In 1964, Spillman’s parents went to Berlin on Fulbright scholarships to study music. When they separated a few years later, they decided that their small son would live with his closeted gay father. Surrounded by reminders of the Cold War—such as the Berlin Wall and a “giant U.S. Army base”—Spillman became immersed in a colorfully creative world of artists who hailed from all over the world. He and his father left only after the latter accepted a teaching position at the Eastman School of Music in New York. A perpetual outsider who felt at home nowhere, Spillman “read…to escape…but also to find myself,” especially after he went to live with his mother in Baltimore. During this period, the author also took up running and experimented with drugs.
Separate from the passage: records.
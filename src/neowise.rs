//! # Neowise: the one-night pipeline
//!
//! [`Neowise`] wires the stages of a run together:
//!
//! ```text
//! local clock ──► NightAnchor ──► EphemerisProvider (1 row at midnight)
//!                     │                    │
//!                     ▼                    ▼
//!                 TimeGrid ──► AltAzFrame ──► Sun / Moon / comet AltAz
//!                                                   │
//!                                                   ▼
//!                       VisibilityFigure ──► FigureWriter ──► {prefix}-YYYY-MM-DD.png
//! ```
//!
//! The ephemeris source and the figure writer are type parameters, so the whole pipeline
//! runs offline with a fixed ephemeris table and an in-memory writer.
//!
//! Every stage fails fast: the first error aborts the run and no file is written.
use camino::Utf8PathBuf;
use chrono::{NaiveDate, NaiveDateTime};
use hifitime::Unit;
use log::{debug, info};

use crate::{
    config::NeowiseConfig,
    coordinates::AltAzFrame,
    env_state::NeowiseEnv,
    mpc_request::{EphemerisProvider, EphemerisRecord, MpcEphemerisService},
    neowise_errors::NeowiseError,
    observers::Observer,
    plot::{FigureWriter, NightVisibility, PngWriter, VisibilityFigure},
    solar_system::Body,
    time::{NightAnchor, TimeGrid},
};

/// File name of the chart drawn for the night ending on `date`.
///
/// ```
/// use chrono::NaiveDate;
/// use neowise::neowise::output_filename;
///
/// let date = NaiveDate::from_ymd_opt(2020, 7, 23).unwrap();
/// assert_eq!(output_filename("neowise", date), "neowise-2020-07-23.png");
/// ```
pub fn output_filename(prefix: &str, date: NaiveDate) -> String {
    format!("{prefix}-{}.png", date.format("%Y-%m-%d"))
}

#[derive(Debug)]
pub struct Neowise<P = MpcEphemerisService, W = PngWriter> {
    config: NeowiseConfig,
    observer: Observer,
    provider: P,
    writer: W,
}

impl Neowise {
    /// Pipeline backed by the Minor Planet Ephemeris Service and the PNG writer.
    ///
    /// Errors
    /// ------
    /// * [`NeowiseError::InvalidSite`] if a site coordinate is NaN.
    pub fn new(config: NeowiseConfig) -> Result<Self, NeowiseError> {
        let provider = MpcEphemerisService::new(NeowiseEnv::new(config.http_timeout));
        Neowise::with_provider(config, provider, PngWriter)
    }
}

impl<P: EphemerisProvider, W: FigureWriter> Neowise<P, W> {
    /// Pipeline with a custom ephemeris source and figure writer.
    pub fn with_provider(
        config: NeowiseConfig,
        provider: P,
        writer: W,
    ) -> Result<Self, NeowiseError> {
        let observer = Observer::new(
            config.site.longitude,
            config.site.latitude,
            config.site.height,
            None,
        )?;

        Ok(Neowise {
            config,
            observer,
            provider,
            writer,
        })
    }

    pub fn config(&self) -> &NeowiseConfig {
        &self.config
    }

    pub fn observer(&self) -> &Observer {
        &self.observer
    }

    pub fn provider(&self) -> &P {
        &self.provider
    }

    pub fn writer(&self) -> &W {
        &self.writer
    }

    /// Position of the comet at the anchor midnight, read as UTC by the service.
    pub fn fetch_position(&self, anchor: &NightAnchor) -> Result<EphemerisRecord, NeowiseError> {
        let designation = &self.config.designation;
        let records = self
            .provider
            .ephemeris(designation, anchor.naive_midnight(), 1)?;

        records
            .into_iter()
            .next()
            .ok_or_else(|| NeowiseError::EmptyEphemeris(designation.clone()))
            .inspect(|record| {
                info!(
                    "{designation} at {}: RA {:.4}°, Dec {:.4}°",
                    record.date, record.ra, record.dec
                )
            })
    }

    /// Sample the night around the anchor and project the three objects on the local sky.
    ///
    /// The comet keeps the position of `record` over the whole night; the Sun and the Moon
    /// are recomputed at every sample.
    pub fn night_visibility(
        &self,
        anchor: &NightAnchor,
        record: &EphemerisRecord,
    ) -> Result<NightVisibility, NeowiseError> {
        let plot = &self.config.plot;
        let grid = TimeGrid::around(
            anchor.reference,
            Unit::Hour * plot.half_width_hours,
            plot.samples,
        )?;
        debug!(
            "time grid of {} samples from {} to {}",
            grid.len(),
            grid.epochs()[0],
            grid.epochs()[grid.len() - 1]
        );

        let frame = AltAzFrame::new(self.observer.clone(), grid.epochs().to_vec());

        Ok(NightVisibility {
            object_label: self.config.object_label.clone(),
            timezone_label: self.config.site.timezone_label.clone(),
            offset_hours: grid.offset_hours(),
            sun: frame.transform(&Body::Sun),
            moon: frame.transform(&Body::Moon),
            comet: frame.transform(&record.sky_coord()),
        })
    }

    /// Local midnight following `now`, on the configured UTC offset.
    pub fn anchor(&self, now: NaiveDateTime) -> Result<NightAnchor, NeowiseError> {
        let anchor = NightAnchor::from_local(now, self.config.site.utc_offset_hours)?;
        info!(
            "night of {}: local midnight at {} UTC",
            anchor.date, anchor.reference
        );
        Ok(anchor)
    }

    /// Draw the chart of the night of `anchor` with the comet at the position of `record`.
    ///
    /// Return
    /// ------
    /// * The path of the written chart
    pub fn draw(
        &self,
        anchor: &NightAnchor,
        record: &EphemerisRecord,
    ) -> Result<Utf8PathBuf, NeowiseError> {
        let night = self.night_visibility(anchor, record)?;
        let figure = VisibilityFigure::build(&night, &self.config.plot);

        let path = self
            .config
            .output_dir
            .join(output_filename(&self.config.output_prefix, anchor.date));
        self.writer.write(&figure, &path)?;

        if let Some((hour, top)) = night.comet_max_altitude() {
            info!(
                "comet highest at {:+.2} h: altitude {:.1}°, azimuth {:.1}°",
                hour, top.alt, top.az
            );
        }
        info!(
            "{} of {} samples in astronomical night, chart written to {path}",
            night.dark_samples(),
            night.offset_hours.len()
        );

        Ok(path)
    }

    /// Draw the chart of the coming night.
    ///
    /// Arguments
    /// ---------
    /// * `now`: the local wall-clock time; the chart is centered on the next local midnight
    ///
    /// Return
    /// ------
    /// * The path of the written chart
    pub fn run(&self, now: NaiveDateTime) -> Result<Utf8PathBuf, NeowiseError> {
        let anchor = self.anchor(now)?;
        let record = self.fetch_position(&anchor)?;
        self.draw(&anchor, &record)
    }
}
On the way to figuring out that he wanted to write, Spillman failed out of college once before finishing and survived three major car crashes. In New York City, he met his future wife, Elissa, and embarked on Kerouac-esque travel adventures in the U.S., Portugal, and then the former East Berlin, which had become a “petri dish of creation and foment, a rubble field in which to create a new life with the woman I loved.” Yet for all its familiarity, flaws, and youthful energy, the city never completely felt like home to Spillman, who decided to stop running away from himself and his life only after a brush with near tragedy. Musically and culturally astute, this well-structured book is a delightful coming-of-age story couched within a travel narrative that deftly evokes one of the major historical moments of the 20th century.
A richly detailed and always engaging memoir on artistic discovery.